__Work order__
Transcribe the entries below exactly.

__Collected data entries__
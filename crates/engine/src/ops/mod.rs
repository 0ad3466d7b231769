use std::sync::Arc;

use sea_orm::DatabaseConnection;
use tokio::sync::broadcast;

use crate::{EngineError, LedgerChange, ResultEngine, locks::KeyLocks};

mod entries;
mod history;
mod records;
mod sources;
mod transfers;
mod views;

pub use history::{HistoryCursor, HistoryFeed};
pub use records::{NewRecord, Record, RecordRef};
pub use views::{DailyView, DayRecords};

/// Capacity of the change channel. Slow subscribers that fall further behind
/// recompute from the store instead of replaying events.
const CHANGE_BUFFER: usize = 64;

/// Entry point to the ledger store shared by every client.
///
/// Cloning is cheap; clones share the same connection, locks and change
/// channel.
#[derive(Clone, Debug)]
pub struct Ledger {
    database: DatabaseConnection,
    locks: Arc<KeyLocks>,
    changes: broadcast::Sender<LedgerChange>,
}

impl Ledger {
    /// Return a builder for `Ledger`. Help to build the struct.
    pub fn builder() -> LedgerBuilder {
        LedgerBuilder::default()
    }

    pub fn database(&self) -> &DatabaseConnection {
        &self.database
    }

    fn notify(&self, change: LedgerChange) {
        // No receivers is not an error.
        let _ = self.changes.send(change);
    }
}

fn normalize_required_name(value: &str, label: &str) -> ResultEngine<String> {
    let trimmed = value.trim();
    if trimmed.is_empty() {
        return Err(EngineError::InvalidValue(format!("{label} must not be empty")));
    }
    Ok(trimmed.to_string())
}

/// The builder for `Ledger`
#[derive(Default)]
pub struct LedgerBuilder {
    database: DatabaseConnection,
}

impl LedgerBuilder {
    /// Pass the required database
    pub fn database(mut self, db: DatabaseConnection) -> LedgerBuilder {
        self.database = db;
        self
    }

    /// Construct `Ledger`
    pub async fn build(self) -> ResultEngine<Ledger> {
        let (changes, _) = broadcast::channel(CHANGE_BUFFER);
        Ok(Ledger {
            database: self.database,
            locks: Arc::new(KeyLocks::new()),
            changes,
        })
    }
}
use std::sync::Arc;
use std::sync::atomic::{AtomicBool, Ordering};

/// Shared flag asking a running operation to stop at its next checkpoint.
///
/// Clones observe the same flag. The deletion engine checks it before every attempt.
#[derive(Debug, Clone, Default)]
pub struct CancellationFlag(Arc<AtomicBool>);

impl CancellationFlag {
    pub fn new() -> Self {
        Self::default()
    }

    pub fn cancel(&self) {
        self.0.store(true, Ordering::SeqCst);
    }

    pub fn is_cancelled(&self) -> bool {
        self.0.load(Ordering::SeqCst)
    }
}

__Expected answer__
filename crates/engine/src/ops/mod.rs
repository 0ad3466d7b231769
use std::sync::Arc;

use sea_orm::DatabaseConnection;
use tokio::sync::broadcast;

use crate::{EngineError, LedgerChange, ResultEngine, locks::KeyLocks};

mod entries;
mod history;
mod records;
mod sources;
mod transfers;
mod views;

pub use history::{HistoryCursor, HistoryFeed};
pub use records::{NewRecord, Record, RecordRef};
pub use views::{DailyView, DayRecords};

/// Capacity of the change channel. Slow subscribers that fall further behind
/// recompute from the store instead of replaying events.
const CHANGE_BUFFER: usize = 64;

/// Entry point to the ledger store shared by every client.
///
/// Cloning is cheap; clones share the same connection, locks and change
/// channel.
#[derive(Clone, Debug)]
pub struct Ledger {
    database: DatabaseConnection,
    locks: Arc<KeyLocks>,
    changes: broadcast::Sender<LedgerChange>,
}

impl Ledger {
    /// Return a builder for `Ledger`. Help to build the struct.
    pub fn builder() -> LedgerBuilder {
        LedgerBuilder::default()
    }

    pub fn database(&self) -> &DatabaseConnection {
        &self.database
    }

    fn notify(&self, change: LedgerChange) {
        // No receivers is not an error.
        let _ = self.changes.send(change);
    }
}

fn normalize_required_name(value: &str, label: &str) -> ResultEngine<String> {
    let trimmed = value.trim();
    if trimmed.is_empty() {
        return Err(EngineError::InvalidValue(format!("{label} must not be empty")));
    }
    Ok(trimmed.to_string())
}

/// The builder for `Ledger`
#[derive(Default)]
pub struct LedgerBuilder {
    database: DatabaseConnection,
}

impl LedgerBuilder {
    /// Pass the required database
    pub fn database(mut self, db: DatabaseConnection) -> LedgerBuilder {
        self.database = db;
        self
    }

    /// Construct `Ledger`
    pub async fn build(self) -> ResultEngine<Ledger> {
        let (changes, _) = broadcast::channel(CHANGE_BUFFER);
        Ok(Ledger {
            database: self.database,
            locks: Arc::new(KeyLocks::new()),
            changes,
        })
    }
}
use std::sync::Arc;
use std::sync::atomic::{AtomicBool, Ordering};

/// Shared flag asking a running operation to stop at its next checkpoint.
///
/// Clones observe the same flag. The deletion engine checks it before every attempt.
#[derive(Debug, Clone, Default)]
pub struct CancellationFlag(Arc<AtomicBool>);

impl CancellationFlag {
    pub fn new() -> Self {
        Self::default()
    }

    pub fn cancel(&self) {
        self.0.store(true, Ordering::SeqCst);
    }

    pub fn is_cancelled(&self) -> bool {
        self.0.load(Ordering::SeqCst)
    }
}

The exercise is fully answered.